A facultative bacterium producing cellulolytic and hemicellulolytic enzymes was isolated from the rumen of a native Korean goat. The bacterium was identified as a Bacillus licheniformis on the basis of biochemical and morphological characteristics and 16S rDNA sequences, and has been designated Bacillus licheniformis JK7. Endoglucanase activities were higher than those of β-glucosidase and xylanase at all temperatures.
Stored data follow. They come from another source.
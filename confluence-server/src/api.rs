use axum::{
    Json, Router,
    extract::{Query, State, rejection::JsonRejection},
    http::{StatusCode, Uri},
    response::{IntoResponse, Response},
    routing::{get, post},
};
use chrono::{DateTime, Utc};
use confluence_core::{SignalError, SignalGenerator, TradingSignal};
use confluence_data::{VenueError, VenueName};
use serde::{Deserialize, Serialize};
use std::{collections::HashMap, sync::Arc, time::Duration};
use thiserror::Error;
use tower_http::{
    cors::{Any, CorsLayer},
    trace::TraceLayer,
};
use tracing::{error, info};

/// Shared handler state: one [`SignalGenerator`] per available venue.
#[derive(Debug)]
pub struct AppState {
    generators: HashMap<VenueName, SignalGenerator>,
    default_venue: VenueName,
    signal_timeout: Duration,
}

impl AppState {
    pub fn new(default_venue: VenueName, signal_timeout: Duration) -> Self {
        Self {
            generators: HashMap::new(),
            default_venue,
            signal_timeout,
        }
    }

    pub fn with_generator(mut self, venue: VenueName, generator: SignalGenerator) -> Self {
        self.generators.insert(venue, generator);
        self
    }

    async fn generate(
        &self,
        symbol: Option<String>,
        broker: Option<String>,
    ) -> Result<TradingSignal, ApiError> {
        let symbol = symbol
            .map(|symbol| symbol.trim().to_string())
            .filter(|symbol| !symbol.is_empty())
            .ok_or(ApiError::MissingSymbol)?;

        let venue = match broker.as_deref().map(str::trim) {
            Some(broker) if !broker.is_empty() => broker.parse::<VenueName>()?,
            _ => self.default_venue,
        };

        let generator = self
            .generators
            .get(&venue)
            .ok_or_else(|| VenueError::NotSupported(venue.display_name().to_string()))?;

        let signal = tokio::time::timeout(
            self.signal_timeout,
            generator.generate_signal(&symbol, &venue.to_string()),
        )
        .await
        .map_err(|_| ApiError::Timeout(self.signal_timeout))??;

        Ok(signal)
    }
}

/// Body of `POST /api/signals` and query of `GET /api/signals/current`.
#[derive(Debug, Clone, Default, PartialEq, Eq, Deserialize)]
pub struct SignalRequest {
    pub symbol: Option<String>,
    pub broker: Option<String>,
}

#[derive(Debug, Serialize)]
pub struct SignalResponse {
    pub success: bool,
    pub data: TradingSignal,
}

#[derive(Debug, Serialize)]
pub struct HealthResponse {
    pub success: bool,
    pub status: &'static str,
    pub timestamp: DateTime<Utc>,
}

#[derive(Debug, Serialize)]
pub struct ReadyResponse {
    pub success: bool,
    pub ready: bool,
    pub timestamp: DateTime<Utc>,
}

#[derive(Debug, Serialize)]
struct ErrorBody {
    success: bool,
    error: String,
    #[serde(skip_serializing_if = "Option::is_none")]
    path: Option<String>,
}

/// Failures of an API request, rendered as `{success: false, error}`.
#[derive(Debug, Error)]
pub enum ApiError {
    #[error("Symbol is required")]
    MissingSymbol,

    #[error("{0}")]
    BadRequest(String),

    #[error(transparent)]
    Signal(#[from] SignalError),

    #[error(transparent)]
    Venue(#[from] VenueError),

    #[error("signal generation timed out after {0:?}")]
    Timeout(Duration),
}

impl ApiError {
    pub fn status(&self) -> StatusCode {
        match self {
            ApiError::MissingSymbol | ApiError::BadRequest(_) => StatusCode::BAD_REQUEST,
            ApiError::Signal(error) if error.is_client_error() => StatusCode::BAD_REQUEST,
            _ => StatusCode::INTERNAL_SERVER_ERROR,
        }
    }
}

impl From<JsonRejection> for ApiError {
    fn from(rejection: JsonRejection) -> Self {
        ApiError::BadRequest(rejection.body_text())
    }
}

impl IntoResponse for ApiError {
    fn into_response(self) -> Response {
        let status = self.status();
        let error = match &self {
            ApiError::Signal(SignalError::MissingSymbol) => ApiError::MissingSymbol.to_string(),
            other => other.to_string(),
        };

        if status.is_server_error() {
            error!(%error, "signal request failed");
        }

        let body = ErrorBody {
            success: false,
            error,
            path: None,
        };
        (status, Json(body)).into_response()
    }
}

/// Build the application [`Router`].
pub fn router(state: Arc<AppState>) -> Router {
    let cors = CorsLayer::new()
        .allow_origin(Any)
        .allow_methods(Any)
        .allow_headers(Any);

    Router::new()
        .route("/health", get(health))
        .route("/health/ready", get(ready))
        .route("/api/signals", post(analyze))
        .route("/api/signals/analyze", post(analyze))
        .route("/api/signals/current", get(current))
        .fallback(not_found)
        .layer(TraceLayer::new_for_http())
        .layer(cors)
        .with_state(state)
}

pub async fn health() -> Json<HealthResponse> {
    Json(HealthResponse {
        success: true,
        status: "healthy",
        timestamp: Utc::now(),
    })
}

pub async fn ready() -> Json<ReadyResponse> {
    Json(ReadyResponse {
        success: true,
        ready: true,
        timestamp: Utc::now(),
    })
}

/// `POST /api/signals/analyze`
pub async fn analyze(
    State(state): State<Arc<AppState>>,
    payload: Result<Json<SignalRequest>, JsonRejection>,
) -> Result<Json<SignalResponse>, ApiError> {
    let Json(request) = payload?;
    info!(symbol = ?request.symbol, broker = ?request.broker, "analyze request");

    let data = state.generate(request.symbol, request.broker).await?;
    Ok(Json(SignalResponse {
        success: true,
        data,
    }))
}

/// `GET /api/signals/current?symbol=..&broker=..`
pub async fn current(
    State(state): State<Arc<AppState>>,
    Query(request): Query<SignalRequest>,
) -> Result<Json<SignalResponse>, ApiError> {
    let data = state.generate(request.symbol, request.broker).await?;
    Ok(Json(SignalResponse {
        success: true,
        data,
    }))
}

pub async fn not_found(uri: Uri) -> Response {
    let body = ErrorBody {
        success: false,
        error: "Not found".to_string(),
        path: Some(uri.path().to_string()),
    };
    (StatusCode::NOT_FOUND, Json(body)).into_response()
}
Xylanase had the lowest activity among the three enzymes examined. The optimum temperature for the enzymes of Bacillus licheniformis JK7 was 70°C for endoglucanase (0.75 U/ml) and 50°C for β-glucosidase and xylanase (0.63 U/ml, 0.44 U/ml, respectively). All three enzymes were stable at a temperature range of 20 to 50°C. At 50°C, endoglucanse, β-glucosidase, and xylanase had 90.29, 94.80, and 88.69% residual activity, respectively. The optimal pH for the three enzymes was 5.0, at which their activity was 1.46, 1.10, and 1.08 U/ml, respectively. The activity of all three enzymes was stable in the pH range of 3.0 to 6.0. Endoglucanase activity was increased 113% by K+, while K+, Zn+, and tween 20 enhanced β-glucosidase activity. Xylanase showed considerable activity even in presence of selected chemical additives, with the exception of Mn2+ and Cu2+. The broad range of optimum temperatures (20 to 40°C) and the stability under acidic pH (4 to 6) suggest that the cellulolytic enzymes of Bacillus licheniformis JK7 may be good candidates for use in the biofuel industry.